For the entries below, print exactly the lines between the line holding "session commits after" and the line holding "let working_set = self.working_set(current_window_only);", inclusive, and nothing else.

......

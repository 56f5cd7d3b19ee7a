//! The extension side of switching: MRU ranking, the session machine and
//! the replies it sends back to the helper.
//!
//! [`Switcher`] owns all tab state for one profile and talks to the
//! browser only through [`TabHost`]. Inputs are helper messages, browser
//! commands and tab events; outputs are [`ExtensionMessage`]s to post.

pub mod ranking;
pub mod session;
pub mod thumbnails;

use std::time::Instant;

use crate::native::protocol::{ExtensionMessage, HostMessage, TabCard, TabId};
use ranking::TabRanking;
use session::{Direction, SessionSlot, SwitchSession, TriggerClass};
use thumbnails::ThumbnailCache;

#[derive(Debug, Clone, Copy, PartialEq, Eq, Hash)]
pub struct WindowId(pub i64);

/// What the browser knows about one tab.
#[derive(Debug, Clone, PartialEq, Eq)]
pub struct TabInfo {
    pub id: TabId,
    pub window: WindowId,
    pub title: String,
    pub fav_icon_url: String,
    pub url: String,
}

/// The browser APIs the switcher needs.
pub trait TabHost {
    /// `None` once the tab has closed.
    fn tab(&self, id: TabId) -> Option<TabInfo>;
    /// Active tab of the focused window.
    fn current_tab(&self) -> Option<TabInfo>;
    fn current_window(&self) -> Option<WindowId>;
    /// Whether any normal window of this profile has focus.
    fn profile_focused(&self) -> bool;
    /// Focus the tab's window and make the tab active.
    fn activate(&mut self, id: TabId);
}

/// Legacy browser-level commands, bound in the extension manifest.
#[derive(Debug, Clone, Copy, PartialEq, Eq)]
pub enum AltCommand {
    Fast,
    SlowBackward,
    SlowForward,
}

impl AltCommand {
    pub fn from_name(name: &str) -> Option<Self> {
        match name {
            "alt_switch_fast" => Some(Self::Fast),
            "alt_switch_slow_backward" => Some(Self::SlowBackward),
            "alt_switch_slow_forward" => Some(Self::SlowForward),
            _ => None,
        }
    }

    fn class(self) -> TriggerClass {
        match self {
            Self::Fast => TriggerClass::AltFast,
            Self::SlowBackward | Self::SlowForward => TriggerClass::AltSlow,
        }
    }

    /// "Backward" walks deeper into history, which is a forward step in
    /// the ranking; "forward" walks back toward the present.
    fn direction(self) -> Direction {
        match self {
            Self::Fast | Self::SlowBackward => Direction::Forward,
            Self::SlowForward => Direction::Backward,
        }
    }
}

pub struct Switcher<H: TabHost> {
    host: H,
    bundle_id: String,
    extension_version: Option<String>,
    ranking: TabRanking,
    slot: SessionSlot,
    thumbnails: ThumbnailCache,
}

impl<H: TabHost> Switcher<H> {
    pub fn new(host: H, bundle_id: impl Into<String>) -> Self {
        Self {
            host,
            bundle_id: bundle_id.into(),
            extension_version: None,
            ranking: TabRanking::new(),
            slot: SessionSlot::default(),
            thumbnails: ThumbnailCache::new(),
        }
    }

    pub fn with_version(mut self, version: impl Into<String>) -> Self {
        self.extension_version = Some(version.into());
        self
    }

    pub fn host(&self) -> &H {
        &self.host
    }

    pub fn host_mut(&mut self) -> &mut H {
        &mut self.host
    }

    pub fn ranking(&self) -> &TabRanking {
        &self.ranking
    }

    pub fn session(&self) -> Option<&SwitchSession> {
        self.slot.active()
    }

    pub fn populate(&mut self, tabs: impl IntoIterator<Item = TabId>) {
        self.ranking.populate(tabs);
    }

    // Tab events ----------------------------------------------------------

    pub fn on_tab_created(&mut self, id: TabId) {
        self.ranking.on_created(id);
    }

    pub fn on_tab_removed(&mut self, id: TabId) {
        self.ranking.on_removed(id);
        self.thumbnails.remove(id);
        if let Some(session) = self.slot.active_mut() {
            session.remove_tab(id);
        }
    }

    /// Activations caused by our own cycling are not user choices.
    pub fn on_tab_activated(&mut self, id: TabId) {
        if self.slot.is_active() {
            return;
        }
        self.ranking.on_activated(id);
    }

    /// Keep a capture of `id`. Captures of closed tabs and of pages the
    /// browser will not capture are dropped; returns whether it was kept.
    pub fn store_thumbnail(&mut self, id: TabId, data_url: String) -> bool {
        match self.host.tab(id) {
            Some(tab) if ThumbnailCache::capturable(&tab.url) => {
                self.thumbnails.insert(id, data_url);
                true
            }
            Some(tab) => {
                tracing::trace!(tab = %id, url = %tab.url, "page not capturable");
                false
            }
            None => false,
        }
    }

    /// Focus left every window of this profile.
    pub fn on_focus_lost(&mut self) -> Vec<ExtensionMessage> {
        if self.slot.active_of(TriggerClass::Native).is_none() {
            return Vec::new();
        }
        self.abandon_native("focus lost mid-switch")
    }

    // Helper messages -----------------------------------------------------

    pub fn handle(&mut self, message: HostMessage) -> Vec<ExtensionMessage> {
        tracing::trace!(action = message.action(), "from helper");
        match message {
            HostMessage::Ready => vec![ExtensionMessage::Register {
                bundle_id: self.bundle_id.clone(),
                extension_version: self.extension_version.clone(),
            }],
            HostMessage::Registered { bundle_id, shortcuts } => {
                tracing::debug!(%bundle_id, tab_switch = %shortcuts.tab_switch, "registered with helper");
                Vec::new()
            }
            HostMessage::CycleNext {
                show_ui,
                current_window_only,
            } => self.cycle(Direction::Forward, show_ui, current_window_only),
            HostMessage::CyclePrev {
                show_ui,
                current_window_only,
            } => self.cycle(Direction::Backward, show_ui, current_window_only),
            HostMessage::RequestShowUi { current_window_only } => {
                self.request_show_ui(current_window_only)
            }
            HostMessage::EndSwitch => self.end_native(),
            HostMessage::Ping => vec![ExtensionMessage::Pong],
            HostMessage::Pong => Vec::new(),
            HostMessage::CopyUrl => self.copy_url(),
            HostMessage::ErrorNoAccessibility => {
                tracing::warn!("helper cannot intercept the keyboard");
                Vec::new()
            }
        }
    }

    fn cycle(&mut self, direction: Direction, show_ui: bool, current_window_only: bool) -> Vec<ExtensionMessage> {
        if !self.host.profile_focused() {
            return self.on_focus_lost();
        }

        let mut out = Vec::new();
        if self.slot.active_of(TriggerClass::Native).is_none() {
            self.begin(TriggerClass::Native, current_window_only, &mut out);
        }

        let Some(session) = self.slot.active_of(TriggerClass::Native) else {
            return out;
        };
        if session.step(direction).is_none() {
            tracing::debug!("nothing to cycle over");
            return out;
        }

        if session.ui_revealed() {
            self.prune_stale();
            if let Some(session) = self.slot.active() {
                out.push(ExtensionMessage::UpdateSelection {
                    selected_index: session.cursor(),
                });
            }
        } else if show_ui {
            out.extend(self.reveal());
        }
        out
    }

    fn request_show_ui(&mut self, _current_window_only: bool) -> Vec<ExtensionMessage> {
        if !self.host.profile_focused() {
            return Vec::new();
        }
        let pending = self
            .slot
            .active_of(TriggerClass::Native)
            .is_some_and(|s| !s.ui_revealed());
        if !pending {
            return Vec::new();
        }
        self.reveal().into_iter().collect()
    }

    fn end_native(&mut self) -> Vec<ExtensionMessage> {
        if self.slot.active_of(TriggerClass::Native).is_none() {
            return Vec::new();
        }
        if !self.host.profile_focused() {
            return self.abandon_native("end requested while unfocused");
        }

        let mut out = Vec::new();
        if let Some(session) = self.slot.take() {
            if session.ui_revealed() {
                out.push(ExtensionMessage::HideSwitcher);
            }
            if let Some(id) = session.selected() {
                if self.host.tab(id).is_some() {
                    self.host.activate(id);
                }
                self.ranking.commit(id);
                tracing::debug!(tab = %id, "native switch committed");
            }
        }
        out
    }

    /// End the native session without activating anything.
    fn abandon_native(&mut self, why: &str) -> Vec<ExtensionMessage> {
        let Some(session) = self.slot.take() else {
            return Vec::new();
        };
        tracing::debug!(why, "native switch abandoned");
        if session.ui_revealed() {
            vec![ExtensionMessage::HideSwitcher]
        } else {
            Vec::new()
        }
    }

    fn copy_url(&mut self) -> Vec<ExtensionMessage> {
        match self.host.current_tab() {
            Some(tab) if !tab.url.is_empty() => vec![ExtensionMessage::UrlCopied { url: tab.url }],
            _ => {
                tracing::debug!("no active tab url to copy");
                Vec::new()
            }
        }
    }

    // Alt commands --------------------------------------------------------

    /// One legacy command. Each step activates its tab right away; the
    /// session commits after the class's idle timeout (see [`Self::expire`]).
    pub fn alt_command(&mut self, command: AltCommand, now: Instant) -> Vec<ExtensionMessage> {
        let class = command.class();
        let mut out = Vec::new();

        if self.slot.active_of(class).is_none() {
            self.begin(class, false, &mut out);
        }

        // Closed tabs are dropped as they are hit. Removal leaves the cursor
        // on the following tab, so only a backward walk needs another step.
        let direction = command.direction();
        let mut candidate = self.slot.active_of(class).and_then(|s| s.step(direction));
        while let Some(id) = candidate {
            if self.host.tab(id).is_some() {
                self.host.activate(id);
                break;
            }
            tracing::debug!(tab = %id, "skipping closed tab");
            self.ranking.on_removed(id);
            candidate = self.slot.active_mut().and_then(|s| {
                s.remove_tab(id);
                match direction {
                    Direction::Forward => s.selected(),
                    Direction::Backward => s.step(Direction::Backward),
                }
            });
        }

        if let Some(session) = self.slot.active_of(class) {
            session.touch(now);
        }
        out
    }

    /// Commit a timed session whose idle deadline has passed.
    pub fn expire(&mut self, now: Instant) -> Vec<ExtensionMessage> {
        let mut out = Vec::new();
        if self.slot.active().is_some_and(|s| s.expired(now)) {
            if let Some(session) = self.slot.take() {
                self.conclude(session, &mut out);
            }
        }
        out
    }

    pub fn next_deadline(&self) -> Option<Instant> {
        self.slot.active().and_then(|s| s.deadline())
    }

    // Internals -----------------------------------------------------------

    /// Start a session of `class`. A session of another class is
    /// concluded first, so the new working set sees its commit.
    fn begin(&mut self, class: TriggerClass, current_window_only: bool, out: &mut Vec<ExtensionMessage>) {
        if let Some(prior) = self.slot.take() {
            self.conclude(prior, out);
        }
        let working_set = self.working_set(current_window_only);
        tracing::debug!(?class, tabs = working_set.len(), current_window_only, "switch started");
        self.slot.begin(SwitchSession::start(class, working_set));
    }

    /// End a displaced or expired session as a commit.
    fn conclude(&mut self, session: SwitchSession, out: &mut Vec<ExtensionMessage>) {
        if session.ui_revealed() {
            out.push(ExtensionMessage::HideSwitcher);
        }
        if let Some(id) = session.selected() {
            if session.class() == TriggerClass::Native && self.host.tab(id).is_some() {
                self.host.activate(id);
            }
            self.ranking.commit(id);
        }
        tracing::debug!(class = ?session.class(), "switch concluded");
    }

    fn working_set(&self, current_window_only: bool) -> Vec<TabId> {
        let all = self.ranking.as_slice();
        if !current_window_only {
            return all.to_vec();
        }
        let Some(window) = self.host.current_window() else {
            return all.to_vec();
        };

        let filtered: Vec<TabId> = all
            .iter()
            .copied()
            .filter(|&id| self.host.tab(id).is_some_and(|t| t.window == window))
            .collect();
        if filtered.is_empty() { all.to_vec() } else { filtered }
    }

    /// Drop working-set tabs that no longer exist, from the ranking too.
    fn prune_stale(&mut self) {
        let Some(session) = self.slot.active() else {
            return;
        };
        let stale: Vec<TabId> = session
            .working_set()
            .iter()
            .copied()
            .filter(|&id| self.host.tab(id).is_none())
            .collect();

        for id in stale {
            tracing::debug!(tab = %id, "pruning stale tab");
            self.ranking.on_removed(id);
            if let Some(session) = self.slot.active_mut() {
                session.remove_tab(id);
            }
        }
    }

    fn reveal(&mut self) -> Option<ExtensionMessage> {
        self.prune_stale();
        let session = self.slot.active_mut()?;
        if session.working_set().is_empty() || !session.reveal() {
            return None;
        }
        let selected_index = session.cursor();
        let ids = session.working_set().to_vec();

        let tabs = ids
            .into_iter()
            .filter_map(|id| self.host.tab(id))
            .map(|tab| TabCard {
                id: tab.id,
                title: if tab.title.is_empty() {
                    "Untitled".to_string()
                } else {
                    tab.title
                },
                fav_icon_url: tab.fav_icon_url,
                thumbnail: self.thumbnails.get(tab.id).map(str::to_string),
                url: tab.url,
            })
            .collect();

        Some(ExtensionMessage::ShowSwitcher {
            tabs,
            selected_index,
        })
    }
}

......

REPLY:
    /// session commits after the class's idle timeout (see [`Self::expire`]).
    pub fn alt_command(&mut self, command: AltCommand, now: Instant) -> Vec<ExtensionMessage> {
        let class = command.class();
        let mut out = Vec::new();

        if self.slot.active_of(class).is_none() {
            self.begin(class, false, &mut out);
        }

        // Closed tabs are dropped as they are hit. Removal leaves the cursor
        // on the following tab, so only a backward walk needs another step.
        let direction = command.direction();
        let mut candidate = self.slot.active_of(class).and_then(|s| s.step(direction));
        while let Some(id) = candidate {
            if self.host.tab(id).is_some() {
                self.host.activate(id);
                break;
            }
            tracing::debug!(tab = %id, "skipping closed tab");
            self.ranking.on_removed(id);
            candidate = self.slot.active_mut().and_then(|s| {
                s.remove_tab(id);
                match direction {
                    Direction::Forward => s.selected(),
                    Direction::Backward => s.step(Direction::Backward),
                }
            });
        }

        if let Some(session) = self.slot.active_of(class) {
            session.touch(now);
        }
        out
    }

    /// Commit a timed session whose idle deadline has passed.
    pub fn expire(&mut self, now: Instant) -> Vec<ExtensionMessage> {
        let mut out = Vec::new();
        if self.slot.active().is_some_and(|s| s.expired(now)) {
            if let Some(session) = self.slot.take() {
                self.conclude(session, &mut out);
            }
        }
        out
    }

    pub fn next_deadline(&self) -> Option<Instant> {
        self.slot.active().and_then(|s| s.deadline())
    }

    // Internals -----------------------------------------------------------

    /// Start a session of `class`. A session of another class is
    /// concluded first, so the new working set sees its commit.
    fn begin(&mut self, class: TriggerClass, current_window_only: bool, out: &mut Vec<ExtensionMessage>) {
        if let Some(prior) = self.slot.take() {
            self.conclude(prior, out);
        }
        let working_set = self.working_set(current_window_only);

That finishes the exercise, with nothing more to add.